//! Translation of GlazLib status codes into Rust errors.
//!
//! Every native call that reports a status is checked with [`NativeFailure::check`], which reads
//! the library's last error message straight away, before any other call can overwrite it. The
//! resulting [`NativeFailure`] is then wrapped in a [`GlazError`] variant that says which kind of
//! operation failed.
use std::ffi::c_int;
use std::fmt::{self, Display};
use std::io;
use std::path::PathBuf;
use std::time::Duration;

use glazlib_sys::{LoadError, NativeLibrary};
use thiserror::Error;

use crate::settings::Parameter;
use crate::wrap::SessionState;

/// The status codes GlazLib documents, plus [`Status::Unrecognised`] for anything else
#[derive(Debug, Clone, Copy, PartialEq, Eq, Hash)]
pub enum Status {
    /// No problem, move along
    Ok,
    NotInitialised,
    Script,
    ConnectingToCameras,
    DownloadingCalibrations,
    InvalidWavelengths,
    InvalidAveraging,
    InvalidScanCount,
    InvalidTriggerMode,
    InvalidTriggerDelay,
    InvalidIntegrationTime,
    InvalidScanClockSpeed,
    /// A setting is valid on its own but not in combination with the others, e.g. an internal
    /// trigger frequency while the trigger mode is external
    InvalidSettings,
    CapturingBackgrounds,
    RunningMeasurement,
    InvalidCalculationIndex,
    InvalidResultDataSize,
    InvalidPdNumber,
    InvalidPdChannel,
    InvalidCameraNumber,
    InvalidTriggerFrequency,
    NoMeasurementRun,
    InitialisingSingleDevice,
    InvalidSingleDeviceType,
    InvalidSyncOutMode,
    InvalidIntegrationMode,
    ClockSpeedUnsupported,
    InvalidAuxOutMode,
    CycleCountUnsupported,
    InvalidCycleCount,
    InvalidTestMode,
    OutPolarityNotSupported,
    InvalidOutPolarity,
    ResolutionOutOfRange,
    ResolutionNotSupported,
    RunningUsbCommsTest,
    MeasurementStream,
    AuxStatesNotSupported,
    IntegrationTimeNotSupported,
    InvalidAdcGain,
    AuxCycleCountInvalid,
    /// A code this crate does not know about, presumably from a newer library
    Unrecognised,
}

/// Indexed by native status code
const STATUS_TABLE: [(Status, &str); 41] = [
    (Status::Ok, "no error"),
    (Status::NotInitialised, "session not initialised"),
    (Status::Script, "error in configuration script"),
    (Status::ConnectingToCameras, "could not connect to the detectors"),
    (Status::DownloadingCalibrations, "could not download calibrations"),
    (Status::InvalidWavelengths, "invalid wavelength range"),
    (Status::InvalidAveraging, "invalid hardware averaging"),
    (Status::InvalidScanCount, "invalid scan count"),
    (Status::InvalidTriggerMode, "invalid trigger mode"),
    (Status::InvalidTriggerDelay, "invalid trigger delay"),
    (Status::InvalidIntegrationTime, "invalid integration time"),
    (Status::InvalidScanClockSpeed, "invalid scan clock speed"),
    (Status::InvalidSettings, "invalid combination of settings"),
    (Status::CapturingBackgrounds, "error capturing backgrounds"),
    (Status::RunningMeasurement, "error running measurement"),
    (Status::InvalidCalculationIndex, "invalid result index"),
    (Status::InvalidResultDataSize, "invalid result data size"),
    (Status::InvalidPdNumber, "invalid photodiode number"),
    (Status::InvalidPdChannel, "invalid photodiode channel"),
    (Status::InvalidCameraNumber, "invalid detector number"),
    (Status::InvalidTriggerFrequency, "invalid trigger frequency"),
    (Status::NoMeasurementRun, "no measurement has been run"),
    (Status::InitialisingSingleDevice, "error initialising single device"),
    (Status::InvalidSingleDeviceType, "invalid single device type"),
    (Status::InvalidSyncOutMode, "invalid sync output mode"),
    (Status::InvalidIntegrationMode, "invalid integration mode"),
    (Status::ClockSpeedUnsupported, "scan clock speed not supported by this device"),
    (Status::InvalidAuxOutMode, "invalid aux output mode"),
    (Status::CycleCountUnsupported, "output cycle count not supported by this device"),
    (Status::InvalidCycleCount, "invalid output cycle count"),
    (Status::InvalidTestMode, "invalid test mode"),
    (Status::OutPolarityNotSupported, "output polarity not supported by this device"),
    (Status::InvalidOutPolarity, "invalid output polarity"),
    (Status::ResolutionOutOfRange, "resolution out of range"),
    (Status::ResolutionNotSupported, "resolution not supported by this device"),
    (Status::RunningUsbCommsTest, "USB communications test failed"),
    (Status::MeasurementStream, "measurement stream error"),
    (Status::AuxStatesNotSupported, "aux states not supported by this device"),
    (Status::IntegrationTimeNotSupported, "integration time not supported by this device"),
    (Status::InvalidAdcGain, "invalid ADC gain"),
    (Status::AuxCycleCountInvalid, "invalid aux cycle count"),
];

impl From<c_int> for Status {
    fn from(code: c_int) -> Self {
        usize::try_from(code)
            .ok()
            .and_then(|i| STATUS_TABLE.get(i))
            .map(|(status, _)| *status)
            .unwrap_or(Status::Unrecognised)
    }
}

impl Status {
    pub fn is_success(self) -> bool {
        self == Status::Ok
    }

    /// A short fixed description, for when the native message is empty
    pub fn description(self) -> &'static str {
        STATUS_TABLE
            .iter()
            .find(|(status, _)| *status == self)
            .map(|(_, text)| *text)
            .unwrap_or("unrecognised error")
    }

    /// Whether the device model in use lacks the requested feature, as opposed to the
    /// requested value being out of range
    pub fn is_unsupported(self) -> bool {
        matches!(
            self,
            Status::ClockSpeedUnsupported
                | Status::CycleCountUnsupported
                | Status::OutPolarityNotSupported
                | Status::ResolutionNotSupported
                | Status::AuxStatesNotSupported
                | Status::IntegrationTimeNotSupported
        )
    }

    /// Whether the failure came from talking to the hardware rather than from the arguments
    pub fn is_communication(self) -> bool {
        matches!(
            self,
            Status::ConnectingToCameras
                | Status::DownloadingCalibrations
                | Status::RunningUsbCommsTest
                | Status::MeasurementStream
        )
    }
}

impl Display for Status {
    fn fmt(&self, f: &mut fmt::Formatter<'_>) -> fmt::Result {
        f.write_str(self.description())
    }
}

/// A non-success status from a native call, together with the message the library left for it
#[derive(Debug, Clone, PartialEq, Eq)]
pub struct NativeFailure {
    /// The native entry point that failed
    pub operation: &'static str,
    pub code: c_int,
    pub status: Status,
    pub message: String,
}

impl NativeFailure {
    /// Turn the status returned by `operation` into a `Result`. On failure the native error
    /// message is read immediately.
    pub(crate) fn check(
        library: &NativeLibrary,
        operation: &'static str,
        code: c_int,
    ) -> Result<(), NativeFailure> {
        let status = Status::from(code);
        if status.is_success() {
            return Ok(());
        }
        let message = library.last_error_message();
        tracing::debug!(operation, code, %message, "native call failed");
        Err(NativeFailure {
            operation,
            code,
            status,
            message,
        })
    }
}

impl Display for NativeFailure {
    fn fmt(&self, f: &mut fmt::Formatter<'_>) -> fmt::Result {
        let message = if self.message.is_empty() {
            self.status.description()
        } else {
            self.message.as_str()
        };
        write!(f, "{} returned {} ({:?}): {}", self.operation, self.code, self.status, message)
    }
}

impl std::error::Error for NativeFailure {}

/// Convenience alias for results using [`GlazError`]
pub type GlazResult<T> = std::result::Result<T, GlazError>;

#[derive(Debug, Error)]
pub enum GlazError {
    #[error(transparent)]
    Load(#[from] LoadError),

    #[error("failed to initialise session: {0}")]
    Initialization(NativeFailure),

    #[error("failed to set {parameter}: {failure}")]
    Configuration {
        parameter: Parameter,
        failure: NativeFailure,
    },

    #[error("acquisition failed: {0}")]
    Acquisition(NativeFailure),

    #[error("failed to retrieve data: {0}")]
    Retrieval(NativeFailure),

    #[error("failed to close session: {0}")]
    Close(NativeFailure),

    #[error("{0}")]
    Native(NativeFailure),

    #[error("cannot {operation} while the session is {state}")]
    InvalidState {
        operation: &'static str,
        state: SessionState,
    },

    #[error("configuration file {name} not found, looked in: {}", display_paths(.searched))]
    ConfigNotFound { name: String, searched: Vec<PathBuf> },

    #[error("path cannot be passed to GlazLib: {}", .0.display())]
    InvalidPath(PathBuf),

    #[error("{operation} did not complete within {waited:?}")]
    Timeout {
        operation: &'static str,
        waited: Duration,
    },

    #[error("{operation} reported {rows} x {cols} samples, which cannot be allocated")]
    BufferSize {
        operation: &'static str,
        rows: usize,
        cols: usize,
    },

    #[error("I/O error: {0}")]
    Io(#[from] io::Error),
}

fn display_paths(paths: &[PathBuf]) -> String {
    paths
        .iter()
        .map(|p| p.display().to_string())
        .collect::<Vec<_>>()
        .join(", ")
}

impl GlazError {
    /// The native failure behind this error, if it came from a status code
    pub fn failure(&self) -> Option<&NativeFailure> {
        match self {
            GlazError::Initialization(f)
            | GlazError::Acquisition(f)
            | GlazError::Retrieval(f)
            | GlazError::Close(f)
            | GlazError::Native(f)
            | GlazError::Configuration { failure: f, .. } => Some(f),
            _ => None,
        }
    }

    pub fn status(&self) -> Option<Status> {
        self.failure().map(|f| f.status)
    }

    pub fn native_message(&self) -> Option<&str> {
        self.failure().map(|f| f.message.as_str())
    }

    /// True both when the session was already closed on the Rust side and when the library
    /// itself reported that it was not initialised
    pub fn is_not_initialised(&self) -> bool {
        match self {
            GlazError::InvalidState {
                state: SessionState::Closed,
                ..
            } => true,
            _ => self.status() == Some(Status::NotInitialised),
        }
    }
}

## EXERCISE AIM
What is wanted is a copy of every line in the listing that includes the word "InvalidCameraNumber".

## YOUR RESPONSE
    InvalidCameraNumber,
    (Status::InvalidCameraNumber, "invalid detector number"),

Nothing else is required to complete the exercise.